それこそ変化を受け入れるということなのかも。ただ、後ろ髪を引かれるような寂しさもある。
もやもやとした屈託を抱えていた、そんなとき。吉祥寺PARCOで開かれていたZINEフェスと出会ったのでした。
そしてZINEフェスへ:申し込み編
なにやら吉祥寺でZINEフェスティバルなるイベントがあるそうだ。
2023年6月某日、そんな噂を聞きつけて、吉祥寺PARCOで開催されていたZINEフェスを歩いてまわったところ、
好きなものを自由にまとめた冊子=ZINEを手売りするイベントらしい!
と、わかってきました。
写真集や旅行記、イラスト集などもほかにも、短編小説集や短歌などの読み物ZINEを発行されている作家さんたちもたくさんいたため、これは一度、出展者として参加してみたいと考えはじめます。

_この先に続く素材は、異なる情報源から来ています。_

use std::error::Error;
use std::fmt;

use crate::Failure;

/// Misuse and sentinel errors of the promise/future protocol.
///
/// `BrokenPromise` is never returned directly: it is the failure outcome a
/// dropped-but-unfulfilled [`Promise`][crate::Promise] injects into its shared
/// state, observed by the consumer side through
/// [`Future::get`][crate::Future::get] or a failure observer.
#[derive(Debug, Clone, Copy, PartialEq, Eq, Hash)]
pub enum PromiseError {
    /// The promise was dropped before it was fulfilled.
    BrokenPromise,

    /// The future for this promise has already been retrieved.
    FutureAlreadyRetrieved,

    /// The promise has already been fulfilled with a value or failure.
    PromiseAlreadySatisfied,
}

impl Error for PromiseError {}

impl fmt::Display for PromiseError {
    fn fmt(&self, f: &mut fmt::Formatter<'_>) -> fmt::Result {
        let message = match self {
            Self::BrokenPromise => "promise was dropped before it was fulfilled",
            Self::FutureAlreadyRetrieved => "the future for this promise has already been retrieved",
            Self::PromiseAlreadySatisfied => "the promise has already been satisfied",
        };
        f.write_str(message)
    }
}

/// The failure produced by [`when_all`][crate::when_all] and its fixed-arity
/// variants when at least one input future fails.
///
/// Child failures keep the position of the input future they came from and are
/// ordered by that position, regardless of the order in which the inputs
/// actually completed.
#[derive(Debug, Clone)]
pub struct AggregateError {
    children: Vec<(usize, Failure)>,
}

impl AggregateError {
    pub(crate) fn new(children: Vec<(usize, Failure)>) -> Self {
        Self { children }
    }

    /// Iterates the child failures with the input positions they came from,
    /// in input order.
    pub fn children(&self) -> impl Iterator<Item = (usize, &Failure)> + '_ {
        self.children.iter().map(|(index, failure)| (*index, failure))
    }

    /// The number of failed inputs.
    #[must_use]
    pub fn len(&self) -> usize {
        self.children.len()
    }

    /// Whether there are no child failures. Never true for an aggregate that
    /// actually surfaced, but [`len`][Self::len] wants a companion.
    #[must_use]
    pub fn is_empty(&self) -> bool {
        self.children.is_empty()
    }
}

impl Error for AggregateError {}

impl fmt::Display for AggregateError {
    fn fmt(&self, f: &mut fmt::Formatter<'_>) -> fmt::Result {
        write!(f, "{} aggregated input future(s) failed", self.children.len())
    }
}

#[cfg(test)]
mod tests {
    use super::*;

    #[test]
    fn promise_error_display_writes_message() {
        for error in [
            PromiseError::BrokenPromise,
            PromiseError::FutureAlreadyRetrieved,
            PromiseError::PromiseAlreadySatisfied,
        ] {
            assert!(!error.to_string().is_empty());
        }
    }

    #[test]
    fn aggregate_error_preserves_positions_and_order() {
        let aggregate = AggregateError::new(vec![
            (1, Failure::new(PromiseError::BrokenPromise)),
            (4, Failure::new(PromiseError::BrokenPromise)),
        ]);

        let positions: Vec<usize> = aggregate.children().map(|(index, _)| index).collect();
        assert_eq!(positions, vec![1, 4]);
        assert_eq!(aggregate.len(), 2);
        assert!(!aggregate.is_empty());
    }

    #[test]
    fn aggregate_error_display_counts_children() {
        let aggregate = AggregateError::new(vec![(0, Failure::new(PromiseError::BrokenPromise))]);

        assert_eq!(aggregate.to_string(), "1 aggregated input future(s) failed");
    }
}
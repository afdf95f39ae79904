use std::fmt;
use std::sync::Arc;

use crate::state::{Completion, SharedState};
use crate::{Failure, Future, IntoFailure, PromiseError};

/// The single-use write end of a promise/future pair.
///
/// A promise hands out its [`Future`] exactly once and is fulfilled at most
/// once, with either a value or a failure. Dropping a promise that was never
/// fulfilled delivers [`PromiseError::BrokenPromise`] to the consumer side,
/// so a consumer blocked in [`Future::get`] can never hang forever.
///
/// Promises are move-only; fulfillment may happen on any thread.
///
/// # Examples
///
/// ```rust
/// use promises::Promise;
///
/// let (mut promise, future) = Promise::pair();
/// promise.set_value(42).unwrap();
/// assert_eq!(future.get().unwrap(), 42);
/// ```
pub struct Promise<T>
where
    T: Send + 'static,
{
    shared: Arc<SharedState<T>>,
    future_retrieved: bool,
    fulfilled: bool,
}

impl<T> Promise<T>
where
    T: Send + 'static,
{
    /// Creates a new unfulfilled promise.
    #[must_use]
    pub fn new() -> Self {
        Self {
            shared: Arc::new(SharedState::new()),
            future_retrieved: false,
            fulfilled: false,
        }
    }

    /// Creates a promise together with its future.
    ///
    /// # Examples
    ///
    /// ```rust
    /// use promises::Promise;
    ///
    /// let (mut promise, future) = Promise::<String>::pair();
    /// promise.set_value("hello".to_string()).unwrap();
    /// assert_eq!(future.get().unwrap(), "hello");
    /// ```
    #[must_use]
    pub fn pair() -> (Self, Future<T>) {
        let mut promise = Self::new();
        let future = promise
            .future()
            .expect("a fresh promise has not handed out its future");
        (promise, future)
    }

    /// Returns the future bound to this promise.
    ///
    /// # Errors
    ///
    /// Returns [`PromiseError::FutureAlreadyRetrieved`] on the second call;
    /// a promise has exactly one consumer.
    pub fn future(&mut self) -> Result<Future<T>, PromiseError> {
        if self.future_retrieved {
            return Err(PromiseError::FutureAlreadyRetrieved);
        }
        self.future_retrieved = true;
        Ok(Future::new(Arc::clone(&self.shared)))
    }

    /// Fulfills the promise with a value.
    ///
    /// If a continuation or chained promise is installed on the shared state,
    /// it runs inline on the calling thread; if a consumer is blocked in
    /// [`Future::get`], it is woken.
    ///
    /// # Errors
    ///
    /// Returns [`PromiseError::PromiseAlreadySatisfied`] if this promise has
    /// already been fulfilled.
    pub fn set_value(&mut self, value: T) -> Result<(), PromiseError> {
        self.begin_fulfillment()?;
        self.shared.complete(Completion::Value(value));
        Ok(())
    }

    /// Fulfills the promise with a failure.
    ///
    /// Accepts any `Error + Send + Sync + 'static` value, or an existing
    /// [`Failure`] to forward verbatim.
    ///
    /// # Errors
    ///
    /// Returns [`PromiseError::PromiseAlreadySatisfied`] if this promise has
    /// already been fulfilled.
    ///
    /// # Examples
    ///
    /// ```rust
    /// use promises::Promise;
    ///
    /// let (mut promise, future) = Promise::<u32>::pair();
    /// promise.set_failure(std::io::Error::other("no data")).unwrap();
    /// assert!(future.get().is_err());
    /// ```
    pub fn set_failure(&mut self, failure: impl IntoFailure) -> Result<(), PromiseError> {
        self.begin_fulfillment()?;
        self.shared
            .complete(Completion::Failure(failure.into_failure()));
        Ok(())
    }

    fn begin_fulfillment(&mut self) -> Result<(), PromiseError> {
        if self.fulfilled {
            return Err(PromiseError::PromiseAlreadySatisfied);
        }
        self.fulfilled = true;
        Ok(())
    }

    /// Consuming fulfillment for promises this crate created itself, which
    /// are fulfilled exactly once by construction.
    pub(crate) fn fulfill_value(mut self, value: T) {
        self.set_value(value)
            .expect("internal promise is fulfilled at most once");
    }

    /// Consuming failure counterpart of [`fulfill_value`][Self::fulfill_value].
    pub(crate) fn fulfill_failure(mut self, failure: Failure) {
        self.set_failure(failure)
            .expect("internal promise is fulfilled at most once");
    }
}

impl Promise<()> {
    /// Fulfills a unit promise, signaling completion without a value.
    ///
    /// # Errors
    ///
    /// Returns [`PromiseError::PromiseAlreadySatisfied`] if this promise has
    /// already been fulfilled.
    pub fn set_done(&mut self) -> Result<(), PromiseError> {
        self.set_value(())
    }
}

impl<T> Default for Promise<T>
where
    T: Send + 'static,
{
    fn default() -> Self {
        Self::new()
    }
}

impl<T> Drop for Promise<T>
where
    T: Send + 'static,
{
    fn drop(&mut self) {
        if !self.fulfilled {
            self.fulfilled = true;
            self.shared
                .complete(Completion::Failure(Failure::new(PromiseError::BrokenPromise)));
        }
    }
}

impl<T> fmt::Debug for Promise<T>
where
    T: Send + 'static,
{
    fn fmt(&self, f: &mut fmt::Formatter<'_>) -> fmt::Result {
        f.debug_struct("Promise")
            .field("fulfilled", &self.fulfilled)
            .field("future_retrieved", &self.future_retrieved)
            .field("state", &self.shared.status())
            .finish()
    }
}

そして2023年6月末、10月7日開催のZINEフェスティバルの申し込みが開始。
会場は、武蔵野公会堂。
大好評のイベントのため、あっという間に受付が終了してしまい、泣く泣く参加を諦めようとしたところ、同じくZINEフェスに興味深々だった奥野じゅん先生のご好意でスペースをご一緒させていただくことになりました。
ここまで坂道を転がり落ちるように決まってない……?
さあZINEフェスへ:準備編
「まず1冊は好きを詰めこんだZINEを創ろう」と決めていました。
当日の新刊「ふたり暮らしの歳時記」についての詳しい紹介は、note記事にも書いたので割愛。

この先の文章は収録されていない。